Prompt →
Filter out all lines without the word "OwnedValue" from the data below, please, and copy the rest.

### Given information

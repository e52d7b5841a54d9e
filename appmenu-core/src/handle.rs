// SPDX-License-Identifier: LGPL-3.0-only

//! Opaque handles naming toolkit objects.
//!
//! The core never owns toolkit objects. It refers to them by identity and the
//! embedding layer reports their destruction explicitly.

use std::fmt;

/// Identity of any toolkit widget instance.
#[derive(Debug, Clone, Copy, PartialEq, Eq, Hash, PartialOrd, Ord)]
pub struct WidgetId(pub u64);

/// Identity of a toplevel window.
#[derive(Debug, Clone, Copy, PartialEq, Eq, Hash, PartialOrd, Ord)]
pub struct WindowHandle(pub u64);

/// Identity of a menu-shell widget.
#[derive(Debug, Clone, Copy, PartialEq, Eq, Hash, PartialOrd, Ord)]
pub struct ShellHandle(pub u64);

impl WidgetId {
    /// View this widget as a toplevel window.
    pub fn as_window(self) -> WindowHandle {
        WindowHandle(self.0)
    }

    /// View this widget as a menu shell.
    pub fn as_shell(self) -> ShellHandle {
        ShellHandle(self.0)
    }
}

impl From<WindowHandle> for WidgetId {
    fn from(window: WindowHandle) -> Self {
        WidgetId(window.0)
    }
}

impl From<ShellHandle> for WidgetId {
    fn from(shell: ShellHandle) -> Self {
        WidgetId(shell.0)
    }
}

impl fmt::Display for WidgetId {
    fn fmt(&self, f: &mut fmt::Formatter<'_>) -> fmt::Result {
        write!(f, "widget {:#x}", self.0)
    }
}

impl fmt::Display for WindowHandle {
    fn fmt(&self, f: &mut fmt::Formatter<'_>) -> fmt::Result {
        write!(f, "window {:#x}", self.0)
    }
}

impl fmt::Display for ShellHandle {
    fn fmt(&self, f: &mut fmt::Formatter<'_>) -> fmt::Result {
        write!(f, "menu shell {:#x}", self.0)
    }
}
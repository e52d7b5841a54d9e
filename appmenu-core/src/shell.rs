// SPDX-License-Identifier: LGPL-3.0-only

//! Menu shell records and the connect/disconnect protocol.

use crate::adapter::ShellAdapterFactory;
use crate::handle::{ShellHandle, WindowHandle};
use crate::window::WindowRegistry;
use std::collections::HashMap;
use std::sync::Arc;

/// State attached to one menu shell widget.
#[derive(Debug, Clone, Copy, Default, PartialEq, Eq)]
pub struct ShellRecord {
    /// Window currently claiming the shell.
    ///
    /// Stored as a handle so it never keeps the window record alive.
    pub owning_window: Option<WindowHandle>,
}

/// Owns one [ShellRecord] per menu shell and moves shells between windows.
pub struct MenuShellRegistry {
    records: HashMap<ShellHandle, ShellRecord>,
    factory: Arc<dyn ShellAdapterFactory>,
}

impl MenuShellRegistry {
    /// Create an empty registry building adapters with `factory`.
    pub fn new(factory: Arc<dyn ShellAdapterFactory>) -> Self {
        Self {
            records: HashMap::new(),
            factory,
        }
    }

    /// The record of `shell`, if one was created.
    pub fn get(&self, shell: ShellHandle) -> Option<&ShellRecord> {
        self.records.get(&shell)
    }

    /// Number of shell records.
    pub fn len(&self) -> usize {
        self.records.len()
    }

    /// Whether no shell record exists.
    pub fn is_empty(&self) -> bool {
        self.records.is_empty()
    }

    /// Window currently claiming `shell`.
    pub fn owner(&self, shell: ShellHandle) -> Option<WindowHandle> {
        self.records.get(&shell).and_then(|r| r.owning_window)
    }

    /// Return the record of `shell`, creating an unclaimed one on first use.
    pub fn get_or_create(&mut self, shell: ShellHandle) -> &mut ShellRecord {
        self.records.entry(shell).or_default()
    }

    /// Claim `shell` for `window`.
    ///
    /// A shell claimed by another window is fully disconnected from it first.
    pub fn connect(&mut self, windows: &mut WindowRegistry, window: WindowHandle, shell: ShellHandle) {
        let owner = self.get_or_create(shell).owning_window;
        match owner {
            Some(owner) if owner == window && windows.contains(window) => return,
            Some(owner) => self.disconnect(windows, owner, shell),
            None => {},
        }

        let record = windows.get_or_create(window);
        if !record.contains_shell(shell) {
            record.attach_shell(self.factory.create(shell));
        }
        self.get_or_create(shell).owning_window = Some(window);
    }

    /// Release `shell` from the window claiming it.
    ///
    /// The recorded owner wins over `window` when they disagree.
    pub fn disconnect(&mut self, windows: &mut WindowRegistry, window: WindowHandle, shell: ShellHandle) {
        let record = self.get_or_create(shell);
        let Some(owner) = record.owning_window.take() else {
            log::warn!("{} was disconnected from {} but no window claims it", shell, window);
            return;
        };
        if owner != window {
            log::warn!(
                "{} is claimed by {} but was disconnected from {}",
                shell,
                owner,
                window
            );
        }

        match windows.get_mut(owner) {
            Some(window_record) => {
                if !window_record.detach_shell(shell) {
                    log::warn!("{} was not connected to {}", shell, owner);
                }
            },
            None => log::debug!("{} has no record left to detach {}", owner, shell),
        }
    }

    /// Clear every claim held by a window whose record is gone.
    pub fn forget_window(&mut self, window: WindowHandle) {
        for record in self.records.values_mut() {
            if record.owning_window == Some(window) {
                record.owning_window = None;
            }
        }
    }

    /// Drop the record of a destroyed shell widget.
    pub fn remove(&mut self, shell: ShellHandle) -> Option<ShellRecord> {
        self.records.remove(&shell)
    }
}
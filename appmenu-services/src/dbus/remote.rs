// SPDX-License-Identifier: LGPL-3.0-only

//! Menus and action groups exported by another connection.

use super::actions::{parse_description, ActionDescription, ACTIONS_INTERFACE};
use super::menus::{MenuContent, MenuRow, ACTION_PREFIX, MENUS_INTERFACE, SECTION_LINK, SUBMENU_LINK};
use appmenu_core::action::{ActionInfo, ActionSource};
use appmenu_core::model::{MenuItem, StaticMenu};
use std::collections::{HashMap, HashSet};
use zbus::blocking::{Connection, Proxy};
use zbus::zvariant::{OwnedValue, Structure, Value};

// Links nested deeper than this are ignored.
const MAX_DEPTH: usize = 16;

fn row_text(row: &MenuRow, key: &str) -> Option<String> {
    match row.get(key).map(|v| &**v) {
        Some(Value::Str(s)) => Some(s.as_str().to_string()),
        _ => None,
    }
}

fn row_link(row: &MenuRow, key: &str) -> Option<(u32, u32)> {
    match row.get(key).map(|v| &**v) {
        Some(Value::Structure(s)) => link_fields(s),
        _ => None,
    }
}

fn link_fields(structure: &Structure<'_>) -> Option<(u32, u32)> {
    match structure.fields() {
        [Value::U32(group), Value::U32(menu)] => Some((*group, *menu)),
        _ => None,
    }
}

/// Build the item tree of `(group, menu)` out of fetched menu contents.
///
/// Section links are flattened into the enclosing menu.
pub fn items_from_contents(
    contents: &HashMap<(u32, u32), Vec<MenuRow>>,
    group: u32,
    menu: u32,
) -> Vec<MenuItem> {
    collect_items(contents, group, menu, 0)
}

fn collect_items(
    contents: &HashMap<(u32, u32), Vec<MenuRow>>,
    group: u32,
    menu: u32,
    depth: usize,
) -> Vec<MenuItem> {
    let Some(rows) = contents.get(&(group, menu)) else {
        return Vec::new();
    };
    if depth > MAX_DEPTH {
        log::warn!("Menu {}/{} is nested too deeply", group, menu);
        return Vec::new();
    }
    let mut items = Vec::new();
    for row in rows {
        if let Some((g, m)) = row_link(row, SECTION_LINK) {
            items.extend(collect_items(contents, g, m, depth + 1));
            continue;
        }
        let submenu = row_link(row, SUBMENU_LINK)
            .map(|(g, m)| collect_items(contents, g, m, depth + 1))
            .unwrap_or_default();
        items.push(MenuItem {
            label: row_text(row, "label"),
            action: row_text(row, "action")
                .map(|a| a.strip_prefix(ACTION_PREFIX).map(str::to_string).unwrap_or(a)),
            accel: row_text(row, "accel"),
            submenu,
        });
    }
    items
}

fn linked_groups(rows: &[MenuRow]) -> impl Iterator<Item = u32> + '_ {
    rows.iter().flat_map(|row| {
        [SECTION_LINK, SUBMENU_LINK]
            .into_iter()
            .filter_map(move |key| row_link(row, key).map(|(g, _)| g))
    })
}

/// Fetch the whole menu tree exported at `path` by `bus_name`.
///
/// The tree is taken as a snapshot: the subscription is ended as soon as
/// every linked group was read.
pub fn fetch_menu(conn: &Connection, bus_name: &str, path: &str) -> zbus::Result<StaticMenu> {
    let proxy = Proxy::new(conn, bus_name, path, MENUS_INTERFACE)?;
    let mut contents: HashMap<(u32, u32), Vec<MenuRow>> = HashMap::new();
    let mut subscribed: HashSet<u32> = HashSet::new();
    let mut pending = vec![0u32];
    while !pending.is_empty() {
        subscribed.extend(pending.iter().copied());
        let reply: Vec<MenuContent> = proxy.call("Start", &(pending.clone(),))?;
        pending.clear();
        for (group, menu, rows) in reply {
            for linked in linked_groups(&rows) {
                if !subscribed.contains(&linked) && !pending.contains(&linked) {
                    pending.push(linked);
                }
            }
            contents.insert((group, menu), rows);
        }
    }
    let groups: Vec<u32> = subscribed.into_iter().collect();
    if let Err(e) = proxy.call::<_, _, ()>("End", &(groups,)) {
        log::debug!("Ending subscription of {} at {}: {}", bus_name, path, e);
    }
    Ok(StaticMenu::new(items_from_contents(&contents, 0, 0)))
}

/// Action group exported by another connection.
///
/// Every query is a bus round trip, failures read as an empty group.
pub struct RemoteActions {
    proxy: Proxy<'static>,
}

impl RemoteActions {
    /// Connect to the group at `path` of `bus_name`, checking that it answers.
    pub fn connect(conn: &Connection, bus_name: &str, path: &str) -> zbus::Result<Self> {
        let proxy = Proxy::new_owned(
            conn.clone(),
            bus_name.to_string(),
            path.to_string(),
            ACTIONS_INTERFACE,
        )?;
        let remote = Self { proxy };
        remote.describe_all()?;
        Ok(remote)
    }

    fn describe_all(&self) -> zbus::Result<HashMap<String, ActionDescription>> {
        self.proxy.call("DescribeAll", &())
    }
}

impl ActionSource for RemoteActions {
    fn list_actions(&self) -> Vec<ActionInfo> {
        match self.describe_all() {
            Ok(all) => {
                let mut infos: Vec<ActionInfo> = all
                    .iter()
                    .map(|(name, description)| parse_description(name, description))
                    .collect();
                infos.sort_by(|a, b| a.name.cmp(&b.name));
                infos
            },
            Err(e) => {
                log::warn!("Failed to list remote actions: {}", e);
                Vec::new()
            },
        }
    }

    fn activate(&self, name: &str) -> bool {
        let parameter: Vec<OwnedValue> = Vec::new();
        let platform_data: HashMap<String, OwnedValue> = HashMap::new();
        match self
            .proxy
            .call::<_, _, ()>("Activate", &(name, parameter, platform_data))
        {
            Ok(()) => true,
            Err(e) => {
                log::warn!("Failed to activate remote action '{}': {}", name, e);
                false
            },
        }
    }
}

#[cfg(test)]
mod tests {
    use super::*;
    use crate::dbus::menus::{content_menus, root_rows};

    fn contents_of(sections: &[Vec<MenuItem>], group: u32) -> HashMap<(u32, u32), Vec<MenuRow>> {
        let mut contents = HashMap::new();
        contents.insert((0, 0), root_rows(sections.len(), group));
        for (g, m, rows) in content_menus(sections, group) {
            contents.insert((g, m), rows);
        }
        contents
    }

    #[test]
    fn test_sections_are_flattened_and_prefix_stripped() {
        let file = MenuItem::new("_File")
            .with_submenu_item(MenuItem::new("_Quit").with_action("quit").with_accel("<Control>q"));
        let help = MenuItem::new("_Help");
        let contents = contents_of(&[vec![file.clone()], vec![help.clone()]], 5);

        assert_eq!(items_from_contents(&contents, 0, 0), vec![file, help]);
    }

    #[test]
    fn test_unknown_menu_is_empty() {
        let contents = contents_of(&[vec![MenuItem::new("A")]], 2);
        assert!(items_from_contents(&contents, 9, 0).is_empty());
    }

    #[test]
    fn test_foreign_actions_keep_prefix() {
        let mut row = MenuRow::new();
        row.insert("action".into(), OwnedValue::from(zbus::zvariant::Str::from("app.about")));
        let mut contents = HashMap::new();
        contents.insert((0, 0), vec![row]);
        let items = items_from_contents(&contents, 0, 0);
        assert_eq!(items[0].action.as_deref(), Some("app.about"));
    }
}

######

Reply →
use zbus::zvariant::{OwnedValue, Structure, Value};
        let parameter: Vec<OwnedValue> = Vec::new();
        let platform_data: HashMap<String, OwnedValue> = HashMap::new();
        row.insert("action".into(), OwnedValue::from(zbus::zvariant::Str::from("app.about")));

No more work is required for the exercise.